Después de sujetar los fragmentos, Ken y Quinn separaron cuatro grupos maduros de 30 cm (12 pulgadas) de una rama, los colocaron en paneras de plástico y subieron a la embarcación para dirigirse a Snapper Ledge, donde el trabajo y la diversión continuarían. La pareja de buzos estuvo enmasillando fragmentos en dos metros cuadrados de roca de arrecife durante la totalidad del segundo buceo. Cerca de donde estaban trabajando, una saludable cresta de 60 cm (2 pies) de alto de coral cuerno de ciervo que se había plantado anteriormente serpenteaba a lo largo de la saliente. En mi opinión, los corales de Ken son lo mejor que le ha sucedido a esta sección del arrecife. Sin embargo, al norte y en una extensa área de escombros se encuentra el punto de buceo más conocido como Snapper Ledge, tremendamente abarrotado de peces roncadores de rayas azules, peces gruñidores amarillos y salmonetes. Por algún motivo, en esta saliente de bajo perfil se observan muchos más peces que en otras estructuras arrecifales similares situadas en la región cercana y esto es en función de la mayor protección que confiere la designación de un área marina protegida. Eso es parte de la genialidad del FKNMS; existen zonas designadas con niveles muy específicos de protección que esperan brindar satisfacción a las diversas partes interesadas, ya sea se trate de pescadores con anzuelo y sedal, pescadores submarinos o simples observadores y fotógrafos submarinos como nosotros.
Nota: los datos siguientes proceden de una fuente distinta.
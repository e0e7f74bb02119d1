//! `sea_orm` implementations of the `keyset_pager` capability traits.
//!
//! [`SeaOrmPredicateBuilder`] implements `PredicateBuilder` (C4) and
//! [`SeaOrmQuery`] implements `QueryOps` (C5), both parameterized by a
//! [`FieldMap`] safelist. Coercion of an AST literal or a decoded cursor
//! value into `sea_orm::Value` is driven entirely by the field's
//! `FieldKind`; the CEL frontend never coerces, by contract (§9).

use std::collections::BTreeMap;
use std::str::FromStr;

use chrono::{DateTime, NaiveDate, NaiveTime, Utc};
use keyset_pager::ast::{CompareOperator, StringMethod, Value as AstValue};
use keyset_pager::ordering::OrderingSpec;
use keyset_pager::predicate::PredicateBuilder;
use rust_decimal::Decimal;
use sea_orm::sea_query::{Expr as SeaExpr, Func, LikeExpr, SimpleExpr};
use sea_orm::{
    ColumnTrait, Condition, ConnectionTrait, EntityTrait, PaginatorTrait, QueryFilter, QueryOrder,
    QuerySelect, Select, Value as SeaValue,
};
use serde_json::Value as Json;
use uuid::Uuid;

use crate::error::{Error, Result};
use crate::field::{FieldKind, FieldMap};

/// Lowers filter AST nodes into `sea_orm::Condition` using a [`FieldMap`]
/// safelist for field resolution and type coercion.
pub struct SeaOrmPredicateBuilder<'a, E: EntityTrait> {
    pub fields: &'a FieldMap<E>,
}

/// A resolved safelist field handle: the backend column plus the kind
/// needed to coerce literals against it. Carrying `kind` alongside `col`
/// avoids ever needing to look a column back up by equality, since
/// `ColumnTrait` does not require `PartialEq`/`Eq`.
#[derive(Clone, Copy)]
pub struct ResolvedField<E: EntityTrait> {
    pub col: E::Column,
    pub kind: FieldKind,
}

impl<E: EntityTrait> PredicateBuilder for SeaOrmPredicateBuilder<'_, E> {
    type Predicate = Condition;
    type Field = ResolvedField<E>;

    fn field(&self, name: &str) -> keyset_pager::Result<Self::Field> {
        self.fields
            .get(name)
            .map(|f| ResolvedField { col: f.col, kind: f.kind })
            .ok_or_else(|| lowering_error(Error::UnknownField(name.to_owned())))
    }

    fn and(&self, children: Vec<Self::Predicate>) -> Self::Predicate {
        children.into_iter().fold(Condition::all(), |acc, child| acc.add(child))
    }

    fn or(&self, children: Vec<Self::Predicate>) -> Self::Predicate {
        children.into_iter().fold(Condition::any(), |acc, child| acc.add(child))
    }

    fn not(&self, child: Self::Predicate) -> Self::Predicate {
        Condition::all().not().add(child)
    }

    fn compare(
        &self,
        field: Self::Field,
        op: CompareOperator,
        value: &AstValue,
    ) -> keyset_pager::Result<Self::Predicate> {
        let sea_value = coerce(field.kind, value).map_err(lowering_error)?;
        Ok(Condition::all().add(apply_compare(field.col, op, sea_value)))
    }

    fn in_list(&self, field: Self::Field, values: &[AstValue]) -> keyset_pager::Result<Self::Predicate> {
        if values.is_empty() {
            // An empty IN list matches nothing; emit an always-false condition
            // rather than letting sea_orm render a syntactically invalid `IN ()`.
            return Ok(Condition::all().add(SeaExpr::val(1).eq(0)));
        }
        let coerced = values
            .iter()
            .map(|v| coerce(field.kind, v))
            .collect::<std::result::Result<Vec<SeaValue>, Error>>()
            .map_err(lowering_error)?;
        Ok(Condition::all().add(field.col.is_in(coerced)))
    }

    fn string_method(
        &self,
        field: Self::Field,
        method: StringMethod,
        arg: &str,
    ) -> keyset_pager::Result<Self::Predicate> {
        if field.kind != FieldKind::String {
            return Err(lowering_error(Error::TypeMismatch {
                field: format!("{:?}", field.col),
                expected: "String".to_owned(),
                actual: field.kind.to_string(),
            }));
        }
        // Case-insensitive match is expressed portably as `LOWER(column)
        // LIKE LOWER(pattern)` rather than a backend-specific ILIKE
        // keyword, since sqlite (the binding's test backend) has no ILIKE.
        let lowered_column: SimpleExpr = Func::lower(SeaExpr::col(field.col).into()).into();
        let pattern = like_pattern(method, &arg.to_lowercase());
        let like = LikeExpr::str(&pattern).escape('\\');
        Ok(Condition::all().add(lowered_column.like(like)))
    }
}

fn lowering_error(e: Error) -> keyset_pager::Error {
    keyset_pager::Error::Lowering(e.to_string())
}

fn apply_compare(field: impl ColumnTrait, op: CompareOperator, value: SeaValue) -> SimpleExpr {
    match op {
        CompareOperator::Eq => field.eq(value),
        CompareOperator::Ne => field.ne(value),
        CompareOperator::Lt => field.lt(value),
        CompareOperator::Le => field.lte(value),
        CompareOperator::Gt => field.gt(value),
        CompareOperator::Ge => field.gte(value),
    }
}

/// Escapes `%`, `_`, and `\` so a user-supplied substring cannot smuggle
/// its own LIKE wildcards, then wraps it per the requested method.
fn like_pattern(method: StringMethod, raw: &str) -> String {
    let escaped = raw.replace('\\', "\\\\").replace('%', "\\%").replace('_', "\\_");
    match method {
        StringMethod::Contains => format!("%{escaped}%"),
        StringMethod::StartsWith => format!("{escaped}%"),
        StringMethod::EndsWith => format!("%{escaped}"),
    }
}

/// Coerces an AST literal into the `sea_orm::Value` its column's
/// `FieldKind` expects. Type coercion is intentionally delegated here, not
/// performed by the CEL frontend (§9).
fn coerce(kind: FieldKind, value: &AstValue) -> std::result::Result<SeaValue, Error> {
    match (kind, value) {
        (FieldKind::String, AstValue::String(s)) => Ok(SeaValue::from(s.clone())),
        (FieldKind::Bool, AstValue::Bool(b)) => Ok(SeaValue::from(*b)),
        (FieldKind::I64, AstValue::Number(n)) => n
            .to_string()
            .parse::<i64>()
            .map(SeaValue::from)
            .map_err(|_| type_mismatch(kind, value)),
        (FieldKind::F64, AstValue::Number(n)) => n
            .to_string()
            .parse::<f64>()
            .map(SeaValue::from)
            .map_err(|_| type_mismatch(kind, value)),
        (FieldKind::Decimal, AstValue::Number(n)) => Decimal::from_str(&n.to_string())
            .map(SeaValue::from)
            .map_err(|_| type_mismatch(kind, value)),
        (FieldKind::Uuid, AstValue::String(s)) => {
            Uuid::parse_str(s).map(SeaValue::from).map_err(|_| type_mismatch(kind, value))
        }
        (FieldKind::DateTimeUtc, AstValue::String(s)) => DateTime::parse_from_rfc3339(s)
            .map(|dt| SeaValue::from(dt.with_timezone(&Utc)))
            .map_err(|_| type_mismatch(kind, value)),
        (FieldKind::Date, AstValue::String(s)) => NaiveDate::from_str(s)
            .map(SeaValue::from)
            .map_err(|_| type_mismatch(kind, value)),
        (FieldKind::Time, AstValue::String(s)) => NaiveTime::from_str(s)
            .map(SeaValue::from)
            .map_err(|_| type_mismatch(kind, value)),
        _ => Err(type_mismatch(kind, value)),
    }
}

fn type_mismatch(kind: FieldKind, value: &AstValue) -> Error {
    let actual = match value {
        AstValue::Bool(_) => "Bool",
        AstValue::Number(_) => "Number",
        AstValue::String(_) => "String",
    };
    Error::TypeMismatch {
        field: String::new(),
        expected: kind.to_string(),
        actual: actual.to_owned(),
    }
}

/// Parses a cursor's JSON scalar back into a typed `sea_orm::Value`, per
/// the field's `FieldKind` — the other half of the "backend binding must
/// document how non-scalar ordering keys are serialized and parsed"
/// contract (§4.1).
fn json_to_sea_value(kind: FieldKind, json: &Json) -> std::result::Result<SeaValue, Error> {
    match (kind, json) {
        (FieldKind::String, Json::String(s)) => Ok(SeaValue::from(s.clone())),
        (FieldKind::Bool, Json::Bool(b)) => Ok(SeaValue::from(*b)),
        (FieldKind::I64, Json::Number(n)) => n
            .as_i64()
            .map(SeaValue::from)
            .ok_or_else(|| json_type_mismatch(kind, json)),
        (FieldKind::F64, Json::Number(n)) => n
            .as_f64()
            .map(SeaValue::from)
            .ok_or_else(|| json_type_mismatch(kind, json)),
        (FieldKind::Decimal, Json::Number(n)) => Decimal::from_str(&n.to_string())
            .map(SeaValue::from)
            .map_err(|_| json_type_mismatch(kind, json)),
        (FieldKind::Uuid, Json::String(s)) => {
            Uuid::parse_str(s).map(SeaValue::from).map_err(|_| json_type_mismatch(kind, json))
        }
        (FieldKind::DateTimeUtc, Json::String(s)) => DateTime::parse_from_rfc3339(s)
            .map(|dt| SeaValue::from(dt.with_timezone(&Utc)))
            .map_err(|_| json_type_mismatch(kind, json)),
        (FieldKind::Date, Json::String(s)) => NaiveDate::from_str(s)
            .map(SeaValue::from)
            .map_err(|_| json_type_mismatch(kind, json)),
        (FieldKind::Time, Json::String(s)) => NaiveTime::from_str(s)
            .map(SeaValue::from)
            .map_err(|_| json_type_mismatch(kind, json)),
        _ => Err(json_type_mismatch(kind, json)),
    }
}

fn json_type_mismatch(kind: FieldKind, json: &Json) -> Error {
    Error::TypeMismatch {
        field: String::new(),
        expected: kind.to_string(),
        actual: format!("{json:?}"),
    }
}

/// A `sea_orm::Select<E>` bound to a [`FieldMap`] safelist and a live
/// connection, implementing `QueryOps` (C5).
///
/// `base` never carries an `ORDER BY` or `LIMIT` — those are applied fresh
/// in [`Self::fetch`] from `ordering`/`limit` each time, so re-deriving the
/// backward-navigation ordering never appends onto a stale one.
pub struct SeaOrmQuery<'a, E: EntityTrait, C: ConnectionTrait> {
    base: Select<E>,
    fields: &'a FieldMap<E>,
    ordering: OrderingSpec,
    limit: Option<u64>,
    conn: &'a C,
}

impl<E: EntityTrait, C: ConnectionTrait> Clone for SeaOrmQuery<'_, E, C> {
    fn clone(&self) -> Self {
        Self {
            base: self.base.clone(),
            fields: self.fields,
            ordering: self.ordering.clone(),
            limit: self.limit,
            conn: self.conn,
        }
    }
}

impl<'a, E: EntityTrait, C: ConnectionTrait> SeaOrmQuery<'a, E, C> {
    /// Builds a query over `select`, filtered and ordered by the caller
    /// through `keyset_pager::ordering::parse` and `keyset_pager::lower`
    /// before this point. `ordering` is the ordering already applied to
    /// `select`.
    pub fn new(select: Select<E>, fields: &'a FieldMap<E>, ordering: OrderingSpec, conn: &'a C) -> Self {
        Self { base: select, fields, ordering, limit: None, conn }
    }

    fn build_fetch_select(&self) -> std::result::Result<Select<E>, Error> {
        let mut select = self.base.clone();
        for key in &self.ordering.0 {
            let field = self
                .fields
                .get(&key.field)
                .ok_or_else(|| Error::UnknownField(key.field.clone()))?;
            select = match key.dir {
                keyset_pager::SortDir::Asc => select.order_by_asc(field.col),
                keyset_pager::SortDir::Desc => select.order_by_desc(field.col),
            };
        }
        if let Some(limit) = self.limit {
            select = select.limit(limit);
        }
        Ok(select)
    }
}

#[async_trait::async_trait]
impl<E, C> keyset_pager::QueryOps for SeaOrmQuery<'_, E, C>
where
    E: EntityTrait + Send + Sync,
    E::Model: Send + Sync,
    C: ConnectionTrait + Send + Sync,
{
    type Predicate = Condition;
    type Item = E::Model;
    type Err = Error;

    fn extract_ordering(&self) -> Result<OrderingSpec> {
        if self.ordering.0.is_empty() {
            return Err(Error::Core(keyset_pager::Error::Pagination(
                "query has no ordering applied".to_owned(),
            )));
        }
        Ok(self.ordering.clone())
    }

    fn with_predicate(&self, predicate: Self::Predicate) -> Self {
        let mut next = self.clone();
        next.base = next.base.filter(predicate);
        next
    }

    fn with_order(&self, ordering: &OrderingSpec) -> Self {
        let mut next = self.clone();
        next.ordering = ordering.clone();
        next
    }

    fn with_limit(&self, limit: u64) -> Self {
        let mut next = self.clone();
        next.limit = Some(limit);
        next
    }

    async fn count(&self) -> Result<u64> {
        let n = self.base.clone().count(self.conn).await?;
        tracing::trace!(count = n, "counted base query");
        Ok(n)
    }

    async fn fetch(&self) -> Result<Vec<Self::Item>> {
        let select = self.build_fetch_select()?;
        let rows = select.all(self.conn).await?;
        tracing::trace!(rows = rows.len(), "fetched page rows");
        Ok(rows)
    }

    fn cursor_values(&self, item: &Self::Item) -> BTreeMap<String, Json> {
        self.fields.encode_model_key(item, &self.ordering)
    }
}

/// Parses a cursor's decoded JSON value for `field` into a typed
/// `sea_orm::Value`, looking the field's kind up in `fields`. Exposed for
/// callers building their own seek predicates outside of
/// `keyset_pager::paginate`.
///
/// # Errors
/// Returns [`Error::UnknownField`] if `field` is not in the safelist, or
/// [`Error::TypeMismatch`] if `json` does not match the field's kind.
pub fn parse_cursor_value<E: EntityTrait>(
    fields: &FieldMap<E>,
    field: &str,
    json: &Json,
) -> Result<SeaValue> {
    let entry = fields.get(field).ok_or_else(|| Error::UnknownField(field.to_owned()))?;
    Ok(json_to_sea_value(entry.kind, json)?)
}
Ya sin su equipo y rebosante de confianza, Quinn tomó el timón y nos llevó de regreso a la costa. Después de todo el trabajo del día agregó los dos últimos peces a su lista, los números 125 y 126.

Ante nuestros ojos, Quinn se había convertido en un buzo, pero la segunda parte de la ecuación era igualmente gratificante. Él reconoce que el extraño mundo nuevo del que acaba de enamorarse necesita su ayuda. El mar es nuestro regalo para Quinn, y Quinn es nuestro regalo para el mar.